> _THE PROBLEM_
Look through the records and report how many lines include the word "that", with no other words.

> _DATA PROVIDED_
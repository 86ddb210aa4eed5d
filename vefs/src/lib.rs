//! An authenticated, encrypted virtual file system in a single file.
//!
//! A host file holds an archive containing many logical files, each
//! identified by a UTF-8 path. Reads and writes are transparently
//! encrypted, integrity-checked and striped across fixed-size sectors;
//! metadata updates are crash-tolerant through header double-buffering, and
//! leaked sectors are recoverable.
//!
//! ```no_run
//! use vefs::{Archive, CreationMode, OpenMode};
//!
//! # fn main() -> vefs::Result<()> {
//! let user_prk = [0u8; 32];
//! let archive = Archive::open("data.vefs", &user_prk, CreationMode::IfNeeded)?;
//! let file = archive.open_file("notes.txt", OpenMode::read_write() | OpenMode::CREATE)?;
//! archive.write(&file, b"hello", 0)?;
//! archive.commit()?;
//! # Ok(())
//! # }
//! ```

mod archive;
mod descriptor;
mod vfile;
mod vfilesystem;
mod workers;

pub use archive::{Archive, BackupMode, CreationMode};
pub use vfile::{VFile, VFileHandle};
pub use vfilesystem::{FileQueryResult, OpenMode, VFilesystem};
pub use workers::WorkerPool;

pub use vefs_storage::error::{Error, ErrorKind, Result};
pub use vefs_storage::id::{FileId, SectorId};
pub use vefs_storage::{SECTOR_PAYLOAD_SIZE, SECTOR_SIZE};
//! A single logical file inside the archive.

use std::io::Write;
use std::sync::atomic::{AtomicBool, AtomicU64, Ordering};
use std::sync::Arc;

use log::trace;
use parking_lot::{Condvar, Mutex};

use vefs_storage::alloc::CowTreeAllocator;
use vefs_storage::crypto::FileCryptoCtx;
use vefs_storage::error::{Result, ResultExt};
use vefs_storage::id::FileId;
use vefs_storage::tree::{
    lut, RootSectorInfo, SectorTreeMt, TreePosition,
};

use crate::vfilesystem::VFilesystem;

/// Shared handle to an open virtual file.
pub type VFileHandle = Arc<VFile>;

/// Binary semaphore for callers that want single-writer coordination on a
/// file; purely advisory, the engine itself never takes it.
struct FileSemaphore {
    taken: Mutex<bool>,
    released: Condvar,
}

impl FileSemaphore {
    fn new() -> Self {
        FileSemaphore {
            taken: Mutex::new(false),
            released: Condvar::new(),
        }
    }

    fn try_acquire(&self) -> bool {
        let mut taken = self.taken.lock();
        !std::mem::replace(&mut *taken, true)
    }

    fn acquire(&self) {
        let mut taken = self.taken.lock();
        while *taken {
            self.released.wait(&mut taken);
        }
        *taken = true;
    }

    fn release(&self) {
        *self.taken.lock() = false;
        self.released.notify_one();
    }
}

/// Byte-addressed reads and writes over one file's sector tree. The extent
/// grows through compare-and-swap so concurrent writers to disjoint ranges
/// compose; all mutations set the dirty flag that gates `commit`.
pub struct VFile {
    owner: Arc<VFilesystem>,
    id: FileId,
    tree: SectorTreeMt<CowTreeAllocator>,
    maximum_extent: AtomicU64,
    dirty: AtomicBool,
    semaphore: FileSemaphore,
}

impl VFile {
    pub(crate) fn open_existing(
        owner: &Arc<VFilesystem>,
        id: FileId,
        crypto_ctx: Arc<FileCryptoCtx>,
        tree_root: RootSectorInfo,
    ) -> Result<VFileHandle> {
        let tree = SectorTreeMt::open_existing(
            Arc::clone(owner.device()),
            crypto_ctx,
            tree_root,
            CowTreeAllocator::new(Arc::clone(owner.sector_allocator())),
        )
        .with_file_id(id)?;

        Ok(Arc::new(VFile {
            owner: Arc::clone(owner),
            id,
            tree,
            maximum_extent: AtomicU64::new(tree_root.maximum_extent),
            dirty: AtomicBool::new(false),
            semaphore: FileSemaphore::new(),
        }))
    }

    pub(crate) fn create_new(
        owner: &Arc<VFilesystem>,
        id: FileId,
        crypto_ctx: Arc<FileCryptoCtx>,
    ) -> Result<VFileHandle> {
        let tree = SectorTreeMt::create_new(
            Arc::clone(owner.device()),
            crypto_ctx,
            CowTreeAllocator::new(Arc::clone(owner.sector_allocator())),
        )
        .with_file_id(id)?;

        Ok(Arc::new(VFile {
            owner: Arc::clone(owner),
            id,
            tree,
            maximum_extent: AtomicU64::new(0),
            dirty: AtomicBool::new(true),
            semaphore: FileSemaphore::new(),
        }))
    }

    pub fn id(&self) -> FileId {
        self.id
    }

    pub fn maximum_extent(&self) -> u64 {
        self.maximum_extent.load(Ordering::Acquire)
    }

    pub fn is_dirty(&self) -> bool {
        self.dirty.load(Ordering::Acquire)
    }

    fn mark_dirty(&self) {
        self.dirty.store(true, Ordering::Release);
    }

    /// Reads `buffer.len()` bytes starting at `read_pos`. The caller is
    /// responsible for staying within the extent; sparse tails within the
    /// last sector read as zero.
    pub fn read(&self, buffer: &mut [u8], read_pos: u64) -> Result<()> {
        self.tree
            .read_bytes(buffer, read_pos)
            .with_file_id(self.id)
            .with_span(read_pos..read_pos + buffer.len() as u64)
    }

    /// Writes `data` at `write_pos`, extending the file as needed.
    pub fn write(&self, data: &[u8], write_pos: u64) -> Result<()> {
        if data.is_empty() {
            return Ok(());
        }
        if self.maximum_extent() < write_pos {
            self.truncate(write_pos)?;
        }

        self.tree
            .write_bytes(data, write_pos)
            .with_file_id(self.id)
            .with_span(write_pos..write_pos + data.len() as u64)?;

        let write_end = write_pos + data.len() as u64;
        let mut extent = self.maximum_extent.load(Ordering::Acquire);
        while extent < write_end {
            match self.maximum_extent.compare_exchange_weak(
                extent,
                write_end,
                Ordering::AcqRel,
                Ordering::Acquire,
            ) {
                Ok(_) => break,
                Err(observed) => extent = observed,
            }
        }
        self.mark_dirty();
        Ok(())
    }

    /// Grows or shrinks the file to exactly `size` bytes. Shrinking erases
    /// the no-longer-covered data sectors in reverse order; tree height
    /// adjusts lazily at the next commit.
    pub fn truncate(&self, size: u64) -> Result<()> {
        let extent = self.maximum_extent();
        if extent == size {
            return Ok(());
        }

        let current_leaf = match extent {
            0 => 0,
            _ => lut::sector_position_of(extent - 1),
        };
        let target_leaf = match size {
            0 => 0,
            _ => lut::sector_position_of(size - 1),
        };

        if current_leaf < target_leaf {
            for leaf in current_leaf + 1..=target_leaf {
                self.tree
                    .access_or_create(TreePosition::data(leaf))
                    .with_file_id(self.id)?;
            }
        } else if current_leaf > target_leaf {
            for leaf in (target_leaf + 1..=current_leaf).rev() {
                self.tree.erase_leaf(leaf).with_file_id(self.id)?;
            }
        }

        self.maximum_extent.store(size, Ordering::Release);
        self.mark_dirty();
        trace!("truncated {} from {} to {} bytes", self.id, extent, size);
        Ok(())
    }

    /// Flushes the file tree and reports the new root to the directory,
    /// which in turn commits itself.
    pub fn commit(&self) -> Result<()> {
        if !self.dirty.swap(false, Ordering::AcqRel) {
            return Ok(());
        }

        let extent = self.maximum_extent();
        self.tree.set_maximum_extent(extent);
        let result = self
            .tree
            .commit(|root| self.owner.on_vfile_commit(self.id, root))
            .with_file_id(self.id);
        if result.is_err() {
            self.mark_dirty();
        }
        result
    }

    /// Streams the whole decrypted content into `out`.
    pub fn extract(&self, out: &mut impl Write) -> Result<()> {
        self.tree
            .extract_range(out, 0, self.maximum_extent())
            .with_file_id(self.id)
    }

    pub fn try_lock(&self) -> bool {
        self.semaphore.try_acquire()
    }

    pub fn lock(&self) {
        self.semaphore.acquire();
    }

    pub fn unlock(&self) {
        self.semaphore.release();
    }
}
//! Segmented least-recently-used eviction.
//!
//! One list split into a probationary head and a protected tail; entries
//! are promoted on their second access and the probationary segment is kept
//! at roughly a fifth of the whole.

use crate::cache::page::{PageState, ReplacementResult};
use crate::cache::policy::EvictionPolicy;

const PROBATION_DIVIDER: usize = 5;

pub struct SegmentedLruPolicy {
    // [0, num_on_probation) probation, [num_on_probation, len) protected;
    // both segments are ordered coldest first
    order: Vec<u16>,
    num_on_probation: usize,
}

impl SegmentedLruPolicy {
    pub(crate) fn insert_index(&mut self, index: u16) {
        self.order.insert(self.num_on_probation, index);
        self.num_on_probation += 1;
    }

    pub(crate) fn access_index(&mut self, index: u16) -> bool {
        let Some(position) =
            self.order.iter().position(|&slot| slot == index)
        else {
            return false;
        };
        self.order.remove(position);
        self.order.push(index);
        if position < self.num_on_probation {
            self.num_on_probation -= 1;
        }
        // demote the coldest protected entry when protection overflows
        if self.num_on_probation > self.order.len() / PROBATION_DIVIDER {
            self.num_on_probation -= 1;
        }
        true
    }

    pub(crate) fn purge_index(&mut self, index: u16) -> bool {
        match self.order.iter().position(|&slot| slot == index) {
            Some(position) => {
                if position < self.num_on_probation {
                    self.num_on_probation -= 1;
                }
                self.order.remove(position);
                true
            }
            None => false,
        }
    }

    pub(crate) fn evict<K: Copy>(
        &mut self,
        pages: &[PageState<K>],
        generation: &mut u32,
    ) -> Option<(u16, ReplacementResult)> {
        for slot in 0..self.order.len() {
            let index = self.order[slot];
            let outcome = pages[index as usize].try_start_replace(generation);
            if outcome != ReplacementResult::Pinned {
                if slot < self.num_on_probation {
                    self.num_on_probation -= 1;
                }
                self.order.remove(slot);
                return Some((index, outcome));
            }
        }
        None
    }

    pub(crate) fn coldest(&self) -> Option<u16> {
        self.order.first().copied()
    }
}

impl<K: Copy> EvictionPolicy<K> for SegmentedLruPolicy {
    fn new(capacity: usize) -> Self {
        SegmentedLruPolicy {
            order: Vec::with_capacity(capacity),
            num_on_probation: 0,
        }
    }

    fn num_managed(&self) -> usize {
        self.order.len()
    }

    fn insert(&mut self, _pages: &[PageState<K>], _key: K, index: u16) {
        self.insert_index(index);
    }

    fn on_access(
        &mut self,
        _pages: &[PageState<K>],
        _key: K,
        index: u16,
    ) -> bool {
        self.access_index(index)
    }

    fn on_purge(
        &mut self,
        _pages: &[PageState<K>],
        _key: K,
        index: u16,
    ) -> bool {
        self.purge_index(index)
    }

    fn try_evict(
        &mut self,
        pages: &[PageState<K>],
        generation: &mut u32,
    ) -> Option<(u16, ReplacementResult)> {
        self.evict(pages, generation)
    }
}

#[cfg(test)]
mod tests {
    use super::*;

    fn pages_with_entries(num: u16) -> Vec<PageState<u64>> {
        let pages: Vec<PageState<u64>> =
            (0..num).map(|_| PageState::new()).collect();
        let mut generation = 0;
        for (i, page) in pages.iter().enumerate() {
            let _ = page.try_start_replace(&mut generation);
            page.finish_replace(i as u64);
            page.release();
        }
        pages
    }

    #[test]
    fn new_entries_sit_on_probation() {
        let pages = pages_with_entries(4);
        let mut policy = <SegmentedLruPolicy as EvictionPolicy<u64>>::new(4);
        for i in 0..4u16 {
            policy.insert(&pages, i as u64, i);
        }
        assert_eq!(EvictionPolicy::<u64>::num_managed(&policy), 4);

        let mut generation = 0;
        let (victim, _) = policy.try_evict(&pages, &mut generation).unwrap();
        assert_eq!(victim, 0);
    }

    #[test]
    fn accessed_entries_are_protected_from_eviction() {
        let pages = pages_with_entries(4);
        let mut policy = <SegmentedLruPolicy as EvictionPolicy<u64>>::new(4);
        for i in 0..4u16 {
            policy.insert(&pages, i as u64, i);
        }
        assert!(policy.on_access(&pages, 0, 0));

        let mut generation = 0;
        let (victim, _) = policy.try_evict(&pages, &mut generation).unwrap();
        assert_ne!(victim, 0);
        assert_eq!(victim, 1);
    }

    #[test]
    fn unknown_entries_are_rejected() {
        let pages = pages_with_entries(2);
        let mut policy = <SegmentedLruPolicy as EvictionPolicy<u64>>::new(2);
        policy.insert(&pages, 0, 0);
        assert!(!policy.on_access(&pages, 1, 1));
        assert!(!policy.on_purge(&pages, 1, 1));
    }
}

> _EXERCISE RESPONSE_
2